To close this feedback loop, there are several commands that allow you to illustrate, validate, and run pigscripts on your local machine, allowing you to get quicker results from the code you are writing.
To allow for a faster development process, Mortar has the commands
mortar local:validate SCRIPT mortar local:illustrate SCRIPT mortar local:run SCRIPT
which allow you to run Pig on your local machine without the overhead of a full Hadoop cluster. These commands take the same
arguments as the
jobs:run commands respectively. To see a list of arguments, enter
mortar help local:run or
mortar help local:illustrate.
The first time you run a
local command for a project, it will download and install the latest Mortar distribution of Pig and any other necessary dependencies within the project folder. You can alternatively do this installation beforehand by running
In addition to the first time install, local commands also periodically check for updates to the Mortar Pig distribution to ensure you are always up to date with the latest features and bug fixes that are available when you run on a Mortar-hosted Hadoop Cluster.
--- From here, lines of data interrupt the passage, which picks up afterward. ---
//! Dataset container and builder.
//!
//! This module provides [`Dataset`] and [`DatasetBuilder`].

use ndarray::{Array1, Array2, ArrayView1};

use super::schema::{AttributeMeta, DatasetSchema};

/// Dataset construction/validation errors.
#[derive(Debug, Clone, PartialEq, thiserror::Error)]
pub enum DatasetError {
    #[error("inconsistent number of instances: attribute '{attribute}' expected {expected}, got {got}")]
    InconsistentRows {
        attribute: String,
        expected: usize,
        got: usize,
    },

    #[error("dataset has no target attribute")]
    MissingTarget,

    #[error("number of targets ({targets}) does not match number of instances ({rows})")]
    TargetLenMismatch { rows: usize, targets: usize },

    #[error("number of weights ({weights}) does not match number of instances ({rows})")]
    WeightLenMismatch { rows: usize, weights: usize },

    #[error("instance {row} has invalid weight {value} (weights must be finite and non-negative)")]
    InvalidWeight { row: usize, value: f64 },

    #[error("attribute '{attribute}' has invalid category code {value} at instance {row}")]
    InvalidCategory {
        attribute: String,
        row: usize,
        value: f64,
    },

    #[error("duplicate attribute name '{0}'")]
    DuplicateAttribute(String),
}

/// A set of weighted training instances.
///
/// # Storage Layout
///
/// Attribute values are stored in **attribute-major** layout:
/// `[n_attributes, n_instances]`, so each attribute's values across all
/// instances are contiguous. Nominal values are category codes stored as
/// `f64`. Missing values are `f64::NAN`, for predictors and target alike.
///
/// The dataset is immutable once built; nodes refer to it through
/// [`InstanceSubset`](super::InstanceSubset) views.
///
/// # Example
///
/// ```
/// use msutree::data::Dataset;
/// use ndarray::array;
///
/// let ds = Dataset::builder()
///     .add_numeric("age", array![25.0, 30.0, 35.0].view())
///     .add_nominal("color", ["red", "blue"], array![0.0, 1.0, 0.0].view())
///     .nominal_target("label", ["no", "yes"], array![0.0, 1.0, 1.0].view())
///     .build()
///     .unwrap();
///
/// assert_eq!(ds.n_instances(), 3);
/// assert_eq!(ds.n_attributes(), 2);
/// ```
#[derive(Debug, Clone)]
pub struct Dataset {
    /// Attribute values: `[n_attributes, n_instances]`.
    values: Array2<f64>,

    /// Predictor and target metadata.
    schema: DatasetSchema,

    /// Target values (class codes or numeric targets): length = n_instances.
    targets: Array1<f64>,

    /// Instance weights: length = n_instances.
    weights: Array1<f64>,
}

impl Dataset {
    /// Create a builder.
    pub fn builder() -> DatasetBuilder {
        DatasetBuilder::new()
    }

    // =========================================================================
    // Accessors
    // =========================================================================

    /// Number of instances.
    #[inline]
    pub fn n_instances(&self) -> usize {
        self.targets.len()
    }

    /// Number of predictor attributes.
    #[inline]
    pub fn n_attributes(&self) -> usize {
        self.schema.n_attributes()
    }

    /// Number of target classes (0 for a numeric target).
    #[inline]
    pub fn n_classes(&self) -> usize {
        self.schema.n_classes()
    }

    /// Get the schema.
    #[inline]
    pub fn schema(&self) -> &DatasetSchema {
        &self.schema
    }

    /// Returns true if the target is nominal.
    #[inline]
    pub fn has_nominal_target(&self) -> bool {
        self.schema.target().is_nominal()
    }

    /// Value of `attribute` for instance `row`.
    #[inline]
    pub fn value(&self, attribute: usize, row: usize) -> f64 {
        self.values[[attribute, row]]
    }

    /// Returns true if `attribute` is missing for instance `row`.
    #[inline]
    pub fn is_missing(&self, attribute: usize, row: usize) -> bool {
        self.values[[attribute, row]].is_nan()
    }

    /// All values of one attribute.
    #[inline]
    pub fn attribute_values(&self, attribute: usize) -> ArrayView1<'_, f64> {
        self.values.row(attribute)
    }

    /// Target value of instance `row`.
    #[inline]
    pub fn target(&self, row: usize) -> f64 {
        self.targets[row]
    }

    /// Class code of instance `row`. Only meaningful for nominal targets.
    #[inline]
    pub fn class_code(&self, row: usize) -> usize {
        self.targets[row] as usize
    }

    /// All target values.
    #[inline]
    pub fn targets(&self) -> ArrayView1<'_, f64> {
        self.targets.view()
    }

    /// Weight of instance `row`.
    #[inline]
    pub fn weight(&self, row: usize) -> f64 {
        self.weights[row]
    }

    /// All instance weights.
    #[inline]
    pub fn weights(&self) -> ArrayView1<'_, f64> {
        self.weights.view()
    }

    /// Returns true if any predictor value is missing.
    pub fn has_missing_values(&self) -> bool {
        self.values.iter().any(|v| v.is_nan())
    }

    /// Returns true if any target value is missing.
    pub fn has_missing_targets(&self) -> bool {
        self.targets.iter().any(|v| v.is_nan())
    }
}

// =============================================================================
// DatasetBuilder
// =============================================================================

/// Builder for [`Dataset`] with mixed attribute kinds.
///
/// Columns are validated at [`build`](DatasetBuilder::build): equal lengths,
/// category codes in range, finite non-negative weights. Weights default to 1.
#[derive(Debug, Default)]
pub struct DatasetBuilder {
    columns: Vec<Array1<f64>>,
    metas: Vec<AttributeMeta>,
    target: Option<(AttributeMeta, Array1<f64>)>,
    weights: Option<Array1<f64>>,
}

impl DatasetBuilder {
    /// Create a new empty builder.
    pub fn new() -> Self {
        Self::default()
    }

    /// Add a predictor column with explicit metadata.
    pub fn add_attribute(mut self, meta: AttributeMeta, values: ArrayView1<f64>) -> Self {
        self.columns.push(values.to_owned());
        self.metas.push(meta);
        self
    }

    /// Add a numeric predictor column.
    pub fn add_numeric(self, name: &str, values: ArrayView1<f64>) -> Self {
        self.add_attribute(AttributeMeta::numeric(name), values)
    }

    /// Add a date predictor column (numeric timestamps).
    pub fn add_date(self, name: &str, values: ArrayView1<f64>) -> Self {
        self.add_attribute(AttributeMeta::date(name), values)
    }

    /// Add a nominal predictor column.
    ///
    /// Values are category codes encoded as floats (0.0, 1.0, ...).
    pub fn add_nominal<I, S>(self, name: &str, categories: I, values: ArrayView1<f64>) -> Self
    where
        I: IntoIterator<Item = S>,
        S: Into<String>,
    {
        self.add_attribute(AttributeMeta::nominal(name, categories), values)
    }

    /// Set the target with explicit metadata.
    pub fn target(mut self, meta: AttributeMeta, values: ArrayView1<f64>) -> Self {
        self.target = Some((meta, values.to_owned()));
        self
    }

    /// Set a nominal target (class codes encoded as floats).
    pub fn nominal_target<I, S>(self, name: &str, classes: I, values: ArrayView1<f64>) -> Self
    where
        I: IntoIterator<Item = S>,
        S: Into<String>,
    {
        self.target(AttributeMeta::nominal(name, classes), values)
    }

    /// Set a numeric target.
    pub fn numeric_target(self, name: &str, values: ArrayView1<f64>) -> Self {
        self.target(AttributeMeta::numeric(name), values)
    }

    /// Set per-instance weights.
    pub fn weights(mut self, weights: ArrayView1<f64>) -> Self {
        self.weights = Some(weights.to_owned());
        self
    }

    /// Validate and build the dataset.
    pub fn build(self) -> Result<Dataset, DatasetError> {
        let (target_meta, targets) = self.target.ok_or(DatasetError::MissingTarget)?;
        let n_rows = targets.len();

        for (i, meta) in self.metas.iter().enumerate() {
            if self.metas[..i].iter().any(|m| m.name == meta.name) {
                return Err(DatasetError::DuplicateAttribute(meta.name.clone()));
            }
        }

        for (meta, column) in self.metas.iter().zip(&self.columns) {
            if column.len() != n_rows {
                return Err(DatasetError::InconsistentRows {
                    attribute: meta.name.clone(),
                    expected: n_rows,
                    got: column.len(),
                });
            }
            if meta.is_nominal() {
                check_codes(meta, column.view())?;
            }
        }
        if target_meta.is_nominal() {
            check_codes(&target_meta, targets.view())?;
        }

        let weights = match self.weights {
            Some(w) => {
                if w.len() != n_rows {
                    return Err(DatasetError::WeightLenMismatch {
                        rows: n_rows,
                        weights: w.len(),
                    });
                }
                if let Some((row, &value)) =
                    w.iter().enumerate().find(|(_, v)| !v.is_finite() || **v < 0.0)
                {
                    return Err(DatasetError::InvalidWeight { row, value });
                }
                w
            }
            None => Array1::ones(n_rows),
        };

        let mut values = Array2::zeros((self.columns.len(), n_rows));
        for (i, column) in self.columns.iter().enumerate() {
            values.row_mut(i).assign(column);
        }

        Ok(Dataset {
            values,
            schema: DatasetSchema::new(self.metas, target_meta),
            targets,
            weights,
        })
    }
}

/// Category codes must be integral and within `0..n_categories` (NaN = missing).
fn check_codes(meta: &AttributeMeta, values: ArrayView1<f64>) -> Result<(), DatasetError> {
    let n_categories = meta.kind.n_categories() as f64;
    for (row, &value) in values.iter().enumerate() {
        if value.is_nan() {
            continue;
        }
        if value < 0.0 || value >= n_categories || value.fract() != 0.0 {
            return Err(DatasetError::InvalidCategory {
                attribute: meta.name.clone(),
                row,
                value,
            });
        }
    }
    Ok(())
}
To ensure local pig runs are as fast as possible, you should download a small test data set to your local system instead of referencing remotes files in locations such as S3. You can use these files in LOAD statements from your pigscripts using either a relative path (relative to the pigscript file) or an absolute path in your local filesystem.
With local dev, you also can use a few pig commands in your pigscripts that you cannot use on a cluster.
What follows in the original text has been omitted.